We next wondered whether FcγRIIB regulated the immunosuppressive activity of MDSCs. The levels of iNOS and Arg-1 showed no significant change in MDSCs from WT and FcγRIIB-KO tumor-bearing mice (Figure 3A). However, the expression level of PD-L1 was decreased in MDSCs from FcγRIIB-KO mice than those from WT mice (Figure 3B). Excessive ROS production is another well-known mechanism for MDSC-mediated immunosuppression . We found that intracellular ROS level was significantly decreased in KO MDSCs than that in WT MDSCs (Figure 3C). Additionally, the activation of CD8+ T cells was significantly augmented in FcγRIIB-KO than in WT mice (Figures 3D and 3E). Moreover, KO MDSCs also increased the proliferation of CD8+ T cells than WT MDSCs (Figure 3F). These results indicate that FcγRIIB promotes the immunosuppressive activity of MDSCs that contributes to tumor immunoescape.
As FcγRIIB-deficient mice showed decreased numbers of tumor-infiltrating gMDSCs, the roles of FcγRIIB on the proliferation, apoptosis, or chemotaxis in MDSCs were sought.

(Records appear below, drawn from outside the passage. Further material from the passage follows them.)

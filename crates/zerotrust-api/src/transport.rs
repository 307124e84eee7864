// Shared transport configuration for building reqwest::Client instances.
//
// Timeout, TLS trust roots, and default headers are decided here so the
// endpoint clients only deal with URLs and payloads.

use std::path::PathBuf;
use std::time::Duration;

use reqwest::header::HeaderMap;

use crate::error::Error;

const USER_AGENT: &str = concat!("zerotrust-exporter/", env!("CARGO_PKG_VERSION"));

/// TLS verification mode.
#[derive(Debug, Clone, Default, PartialEq, Eq)]
pub enum TlsMode {
    /// Use the bundled webpki root store.
    #[default]
    System,
    /// Additionally trust a custom CA certificate from the given PEM file
    /// (e.g. behind a TLS-inspecting egress proxy).
    CustomCa(PathBuf),
}

/// Shared transport configuration for building HTTP clients.
#[derive(Debug, Clone)]
pub struct TransportConfig {
    pub tls: TlsMode,
    /// Upper bound for one request, connect through body.
    pub timeout: Duration,
}

impl Default for TransportConfig {
    fn default() -> Self {
        Self {
            tls: TlsMode::System,
            timeout: Duration::from_secs(30),
        }
    }
}

impl TransportConfig {
    /// Build a `reqwest::Client` with the given default headers.
    ///
    /// Used by the DEX client to inject the bearer token on every request.
    pub fn build_client_with_headers(&self, headers: HeaderMap) -> Result<reqwest::Client, Error> {
        let mut builder = reqwest::Client::builder()
            .timeout(self.timeout)
            .user_agent(USER_AGENT)
            .default_headers(headers);

        if let TlsMode::CustomCa(path) = &self.tls {
            let cert_pem = std::fs::read(path)
                .map_err(|e| Error::Tls(format!("failed to read CA cert: {e}")))?;
            let cert = reqwest::Certificate::from_pem(&cert_pem)
                .map_err(|e| Error::Tls(format!("invalid CA cert: {e}")))?;
            builder = builder.add_root_certificate(cert);
        }

        builder
            .build()
            .map_err(|e| Error::Tls(format!("failed to build HTTP client: {e}")))
    }
}

#[cfg(test)]
#[allow(clippy::unwrap_used)]
mod tests {
    use super::*;

    #[test]
    fn default_client_builds() {
        let config = TransportConfig::default();
        assert!(config.build_client_with_headers(HeaderMap::new()).is_ok());
    }

    #[test]
    fn missing_ca_file_is_a_tls_error() {
        let config = TransportConfig {
            tls: TlsMode::CustomCa(PathBuf::from("/nonexistent/ca.pem")),
            ..TransportConfig::default()
        };
        let err = config.build_client_with_headers(HeaderMap::new()).unwrap_err();
        assert!(matches!(err, Error::Tls(ref msg) if msg.contains("failed to read CA cert")));
    }
}
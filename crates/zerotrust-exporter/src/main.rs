mod cli;
mod commands;
mod config;
mod error;
mod output;
mod server;

use clap::Parser;
use tracing_subscriber::EnvFilter;

use crate::cli::{Cli, Command, LogFormat};
use crate::error::CliError;

#[tokio::main]
async fn main() {
    // Parse CLI arguments
    let cli = Cli::parse();

    // Setup tracing based on verbosity and the debug flag
    let debug = config::wants_debug(&cli.global);
    init_tracing(cli.global.verbose, debug, cli.global.log_format);

    // Dispatch and handle errors with proper exit codes
    if let Err(err) = run(cli).await {
        let code = err.exit_code();
        eprintln!("{:?}", miette::Report::new(err));
        std::process::exit(code);
    }
}

fn init_tracing(verbosity: u8, debug: bool, format: LogFormat) {
    let filter = match verbosity {
        0 | 1 if debug => "debug",
        0 => "warn",
        1 => "info",
        2 => "debug",
        _ => "trace",
    };

    let builder = tracing_subscriber::fmt()
        .with_env_filter(
            EnvFilter::try_from_default_env().unwrap_or_else(|_| EnvFilter::new(filter)),
        )
        .with_target(false)
        .with_writer(std::io::stderr);

    match format {
        LogFormat::Text => builder.init(),
        LogFormat::Json => builder.json().init(),
    }
}

async fn run(cli: Cli) -> Result<(), CliError> {
    match cli.command {
        Command::Serve(args) => commands::serve::handle(args, &cli.global).await,
        Command::Collect(args) => commands::collect::handle(args, &cli.global).await,
        Command::Config(args) => commands::config_cmd::handle(args, &cli.global),

        // Shell completions generation
        Command::Completions(args) => {
            use clap::CommandFactory;
            use clap_complete::generate;

            let mut cmd = Cli::command();
            generate(args.shell, &mut cmd, "zerotrust-exporter", &mut std::io::stdout());
            Ok(())
        }
    }
}
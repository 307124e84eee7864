use thiserror::Error;

/// Top-level error type for the `zerotrust-api` crate.
///
/// Every variant describes one failed attempt against the upstream API.
/// `zerotrust-core` folds these into the cycle-level `CollectionError`.
#[derive(Debug, Error)]
pub enum Error {
    // ── Authentication ──────────────────────────────────────────────
    /// The API token cannot be carried in an HTTP header.
    #[error("Invalid API token: {message}")]
    InvalidToken { message: String },

    // ── Transport ───────────────────────────────────────────────────
    /// HTTP transport error (connection refused, DNS failure, timeout, etc.)
    #[error("HTTP transport error: {0}")]
    Transport(#[from] reqwest::Error),

    /// URL parsing or joining error.
    #[error("Invalid URL: {0}")]
    InvalidUrl(#[from] url::ParseError),

    /// TLS setup or HTTP client construction error.
    #[error("TLS error: {0}")]
    Tls(String),

    // ── Upstream ────────────────────────────────────────────────────
    /// Non-2xx response. Carries the status line and raw body for diagnostics.
    #[error("failed to fetch {resource}: {status} {reason}, response body: {body}")]
    Upstream {
        resource: &'static str,
        status: u16,
        reason: String,
        body: String,
    },

    // ── Data ────────────────────────────────────────────────────────
    /// JSON deserialization failed, with the raw body for debugging.
    #[error("Deserialization error: {message}")]
    Deserialization { message: String, body: String },
}

impl Error {
    /// Returns `true` if the request hit the transport timeout.
    pub fn is_timeout(&self) -> bool {
        matches!(self, Self::Transport(e) if e.is_timeout())
    }
}
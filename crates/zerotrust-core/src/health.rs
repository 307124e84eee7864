// ── Health signal ──
//
// Process-wide `up` gauge plus API call/error counters. Every fetch attempt
// records exactly one outcome; `up` reflects only the latest one.

use std::sync::Arc;
use std::sync::atomic::{AtomicBool, AtomicU64, Ordering};

use serde::Serialize;

use crate::metrics::{API_CALLS_TOTAL, API_ERRORS_TOTAL, LabelSet, MetricsSink, UP};

/// Point-in-time copy of the health signal.
#[derive(Debug, Clone, Copy, PartialEq, Eq, Serialize)]
pub struct HealthSnapshot {
    pub up: bool,
    pub api_calls: u64,
    pub api_errors: u64,
}

/// Shared handle to the health signal. Cheap to clone.
#[derive(Clone)]
pub struct HealthSignal {
    inner: Arc<HealthInner>,
}

struct HealthInner {
    sink: Arc<dyn MetricsSink>,
    up: AtomicBool,
    api_calls: AtomicU64,
    api_errors: AtomicU64,
}

impl HealthSignal {
    /// Registers `up = 0` and both counters at zero so they are scraped
    /// before the first cycle completes.
    pub fn new(sink: Arc<dyn MetricsSink>) -> Self {
        sink.set_gauge(&UP, &LabelSet::new(), 0.0);
        sink.register_counter(&API_CALLS_TOTAL);
        sink.register_counter(&API_ERRORS_TOTAL);
        Self {
            inner: Arc::new(HealthInner {
                sink,
                up: AtomicBool::new(false),
                api_calls: AtomicU64::new(0),
                api_errors: AtomicU64::new(0),
            }),
        }
    }

    /// A fetch succeeded: `up = 1`, calls + 1.
    pub fn record_success(&self) {
        self.inner.api_calls.fetch_add(1, Ordering::Relaxed);
        self.inner.up.store(true, Ordering::Relaxed);
        self.inner.sink.increment_counter(&API_CALLS_TOTAL);
        self.inner.sink.set_gauge(&UP, &LabelSet::new(), 1.0);
    }

    /// A fetch failed: `up = 0`, calls + 1, errors + 1.
    pub fn record_failure(&self) {
        self.inner.api_calls.fetch_add(1, Ordering::Relaxed);
        self.inner.api_errors.fetch_add(1, Ordering::Relaxed);
        self.inner.up.store(false, Ordering::Relaxed);
        self.inner.sink.increment_counter(&API_CALLS_TOTAL);
        self.inner.sink.increment_counter(&API_ERRORS_TOTAL);
        self.inner.sink.set_gauge(&UP, &LabelSet::new(), 0.0);
    }

    pub fn snapshot(&self) -> HealthSnapshot {
        HealthSnapshot {
            up: self.inner.up.load(Ordering::Relaxed),
            api_calls: self.inner.api_calls.load(Ordering::Relaxed),
            api_errors: self.inner.api_errors.load(Ordering::Relaxed),
        }
    }
}

impl std::fmt::Debug for HealthSignal {
    fn fmt(&self, f: &mut std::fmt::Formatter<'_>) -> std::fmt::Result {
        f.debug_tuple("HealthSignal").field(&self.snapshot()).finish()
    }
}

#[cfg(test)]
mod tests {
    use pretty_assertions::assert_eq;

    use super::*;
    use crate::metrics::PrometheusSink;

    fn signal() -> (Arc<PrometheusSink>, HealthSignal) {
        let sink = Arc::new(PrometheusSink::new());
        let health = HealthSignal::new(sink.clone());
        (sink, health)
    }

    #[test]
    fn starts_down_with_zero_counts() {
        let (sink, health) = signal();
        assert_eq!(sink.gauge_value(&UP, &LabelSet::new()), Some(0.0));
        assert_eq!(sink.counter_value(&API_CALLS_TOTAL), Some(0));
        assert_eq!(sink.counter_value(&API_ERRORS_TOTAL), Some(0));
        assert_eq!(
            health.snapshot(),
            HealthSnapshot {
                up: false,
                api_calls: 0,
                api_errors: 0
            }
        );
    }

    #[test]
    fn success_then_failure_overwrites_up() {
        let (sink, health) = signal();

        health.record_success();
        assert_eq!(sink.gauge_value(&UP, &LabelSet::new()), Some(1.0));
        assert_eq!(sink.counter_value(&API_CALLS_TOTAL), Some(1));
        assert_eq!(sink.counter_value(&API_ERRORS_TOTAL), Some(0));

        health.record_failure();
        assert_eq!(sink.gauge_value(&UP, &LabelSet::new()), Some(0.0));
        assert_eq!(sink.counter_value(&API_CALLS_TOTAL), Some(2));
        assert_eq!(sink.counter_value(&API_ERRORS_TOTAL), Some(1));

        health.record_success();
        assert_eq!(
            health.snapshot(),
            HealthSnapshot {
                up: true,
                api_calls: 3,
                api_errors: 1
            }
        );
    }
}
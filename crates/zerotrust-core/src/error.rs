// ── Core error types ──
//
// `CollectionError` is the outcome of one failed cycle. It never escapes the
// poller; it is logged and mirrored into the health signal. `CoreError`
// covers setup failures that happen before any cycle runs.

use thiserror::Error;

/// Why a collection cycle produced no metrics.
#[derive(Debug, Error)]
pub enum CollectionError {
    /// The request could not be built or sent, or the body could not be read.
    #[error("transport error: {0}")]
    Transport(#[source] zerotrust_api::Error),

    /// The API answered with a non-2xx status.
    #[error("upstream returned {status} {reason}: {body}")]
    Upstream {
        status: u16,
        reason: String,
        body: String,
    },

    /// The response body was not the expected JSON envelope.
    #[error("failed to decode response: {message}")]
    Decode { message: String, body: String },

    /// The caller cancelled the cycle while the fetch was in flight.
    #[error("collection cancelled")]
    Cancelled,
}

impl CollectionError {
    /// Short, stable name of the failure class (used as a log field).
    pub fn kind(&self) -> &'static str {
        match self {
            Self::Transport(_) => "transport",
            Self::Upstream { .. } => "upstream",
            Self::Decode { .. } => "decode",
            Self::Cancelled => "cancelled",
        }
    }
}

impl From<zerotrust_api::Error> for CollectionError {
    fn from(err: zerotrust_api::Error) -> Self {
        match err {
            zerotrust_api::Error::Upstream {
                status,
                reason,
                body,
                ..
            } => Self::Upstream {
                status,
                reason,
                body,
            },
            zerotrust_api::Error::Deserialization { message, body } => {
                Self::Decode { message, body }
            }
            other => Self::Transport(other),
        }
    }
}

/// Setup errors raised while wiring collectors from configuration.
#[derive(Debug, Error)]
pub enum CoreError {
    #[error("invalid {field}: {reason}")]
    InvalidConfig { field: String, reason: String },

    #[error("failed to build API client: {0}")]
    ClientSetup(#[from] zerotrust_api::Error),
}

However, no significant difference in the proliferation and apoptosis of MDSCs was observed between WT and KO mice (Figures 4A and 4B). Next, we analyzed MDSC chemotaxis-related genes, including Cxcl1, Cxcl2, Cxcl5, and Cxcl12 in tumor tissues. The data indicated no difference in levels of these genes between WT and KO mice, suggesting that decreased numbers of MDSCs in the tumors may not be due to decreased chemotaxis (Figure 4C).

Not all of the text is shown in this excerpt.